Washington, November 21, 1863. SIR: Your despatch of November 6 (No. 372) has been received and submitted to the President. The note you addressed to Mr. Drouyn de l'Huys, on the same day, upon the subject of the pirates Florida and Georgia, is approved, not only in its spirit, but its every word. I can perceive in it no argument omitted or overstrained; I trust that this remonstrance will secure the careful as well as the prompt attention of the French government. The principle involved is a plain one, namely, that in a war, whether civil or foreign, a contending party without ports, or harbors, or ships, or coast, shall not be allowed, by neutral nations, to build, or arm, equip, and maintain, in the ports of such states, and on the ocean, piratical vessels to depredate on the unarmed commercial vessels of a nation with whom these states are in relations of peace and friendship, and to enjoy shelter and protection in such states without amenability to the international laws of war.

The government of the United States, in favor of the commerce of neutrals and the peace of nations, denies any toleration to such a practice. The governments of France and Great Britain seem to us to accord it. Which of the two policies shall become the precedent in future wars? It is desirable and it is urgent that this question shall be settled now. France is at war in Mexico, and, practically speaking, has closed all the ports of that republic. Would she assent to our following her own precedent set in the case of the Florida, and especially of the Georgia? True, we are yet too busily engaged in a domestic war to suffer our ship-builders and armorers to become ship-builders and armorers for the enemies of France. True, this war of ours has not yet resulted in the suppression of the insurgents, and perhaps France may yet think that it is not likely to have that auspicious termination. But these are speculations on the chances of war. Is it reasonably certain not only that we shall not regain our domestic peace within a year, but that during that time Europe will remain entirely at rest and free from the commotions of civil and international wars? If, on the contrary, we shall again be left free from the calamity of war, and that calamity shall descend upon Europe, can any European statesman believe that misguided citizens of the United States would not claim the right to practice upon the rules which the maritime powers, when the cases were reversed, had applied to ourselves? This government is not sanguine in regard to the close of our civil war. It neither hopes nor desires, and therefore it does not expect, a disturbance of the peace of Europe. But it does believe that time in its progress brings a common experience to every nation in its turn, and it asks, in the interests of peace and of humanity, that the policy of maritime powers may now be based upon principles susceptible of universal application.

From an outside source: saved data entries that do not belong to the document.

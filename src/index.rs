//! # Indexes
//! Immutable lookup structures built once from the configured watch targets.
//!
//! - [`SpatialIndex`]: geohash bucket → targets whose home lies in that bucket.
//! - [`InclusionIndex`]: source identifier → targets that explicitly list it.
//!
//! Both keep configuration order inside each list and hold `Arc`s to the
//! same `WatchTarget`s, so they can be shared across tasks without locking.

use std::collections::HashMap;
use std::sync::Arc;

use tracing::{debug, warn};

use crate::config::WatchTarget;
use crate::geo::{self, LatLon};

#[derive(Debug, Clone, Default)]
pub struct SpatialIndex {
    precision: usize,
    buckets: HashMap<String, Vec<Arc<WatchTarget>>>,
}

impl SpatialIndex {
    pub fn build(targets: &[Arc<WatchTarget>], precision: usize) -> Self {
        let mut buckets: HashMap<String, Vec<Arc<WatchTarget>>> = HashMap::new();
        for target in targets {
            let Some(key) = geo::geohash(target.home, precision) else {
                warn!(label = %target.label, home = %target.home, precision, "no bucket for target");
                continue;
            };
            debug!(bucket = %key, label = %target.label, "assigning bucket");
            buckets.entry(key).or_default().push(Arc::clone(target));
        }
        Self { precision, buckets }
    }

    /// Bucket key of `point` at this index's precision; `None` for
    /// out-of-range coordinates.
    pub fn bucket_key(&self, point: LatLon) -> Option<String> {
        geo::geohash(point, self.precision)
    }

    pub fn targets_in(&self, bucket: &str) -> Option<&[Arc<WatchTarget>]> {
        self.buckets.get(bucket).map(Vec::as_slice)
    }

    pub fn bucket_count(&self) -> usize {
        self.buckets.len()
    }
}

#[derive(Debug, Clone, Default)]
pub struct InclusionIndex {
    by_source: HashMap<String, Vec<Arc<WatchTarget>>>,
}

impl InclusionIndex {
    pub fn build(targets: &[Arc<WatchTarget>]) -> Self {
        let mut by_source: HashMap<String, Vec<Arc<WatchTarget>>> = HashMap::new();
        for target in targets {
            for source in &target.include {
                by_source
                    .entry(source.clone())
                    .or_default()
                    .push(Arc::clone(target));
            }
        }
        Self { by_source }
    }

    /// Targets listing exactly `source` (`CALL` or `CALL-SSID`).
    pub fn matches(&self, source: &str) -> &[Arc<WatchTarget>] {
        self.by_source
            .get(source)
            .map(Vec::as_slice)
            .unwrap_or_default()
    }

    pub fn source_count(&self) -> usize {
        self.by_source.len()
    }
}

I am, sir, your obedient servant,

WILLIAM L. DAYTON, Esq., &c., &c., &c.



Mr. Seward to Viscount Treilhard.


Washington, October 13, 1862.

SIR: I have the honor to acknowledge the receipt of your communication of the 6th instant, commending to the kind attention of this government three affairs which interest Frenchmen in New Orleans, namely: first, one in relation to various lots of sugar belonging to Messrs. Richard Aldige & Company and to Messrs. Goodchaux, deposited in the warehouses of the custom-house in that city; secondly, another relating to two lots of printing paper belonging to Charles Harispe, which Major General Butler caused to be seized in the warehouses of the custom-house there; and thirdly, certain arbitrary acts which are represented to have been committed by orders of federal authorities on a plantation belonging to French citizens, and to state that these matters have all been referred to the appropriate departments of this government for inquiry and report. I avail myself of this opportunity to renew to you, sir, the assurance of my high consideration.



Mr. Seward to Viscount Treilhard.


Washington, October 16, 1862.

SIR: Referring to your note of the 6th instant, in which, among other things, allusion is made to certain lots of sugar belonging to Messrs. Richard Aldige & Company and to Messrs. Goodchaux, deposited in the government warehouses at New Orleans, and to my reply, I now have the honor to inform you that, from information just received from the Treasury Department on the subject, it appears that instructions were g ven to the acting collector at New Orleans on the 26th ultimo, concerning the delivery of goods from the government warehouses, which will cover the cases in question.

I have the honor to be, with high consideration, sir, your obedient servant, WILLIAM H. SEWARD.


Mr. Mercier to Mr. Seward.



Washington, October 31, 1862.

SIR: At a time when the putting into practice of the law of conscription gives rise to certain difficulties in regard to the nationality of Frenchmen residing in the United States, it has seemed to me that it would be advantageous to settle

in a precise manner which of my countrymen it is who, not having lost their nationality derived from origin, should of right be exempted from military service. I have, therefore, prepared a draft of circular which I contemplate addressing shortly to the consuls of the Emperor in the United States, and in which I have briefly mentioned the various classes of Frenchmen who, according to the terms of our legislation, are placed in the condition indicated above. I have the honor to communicate to you beforehand this document, requesting you to be pleased to make to me such observations thereon as it may suggest to you. It is unnecessary for me to tell you that they will be received in a spirit of friendly impartiality, and with a sincere wish that we may succeed in coming to an agreement with you as soon as possible in regard to the details of the question, and thus prevent every kind of practical difficulty.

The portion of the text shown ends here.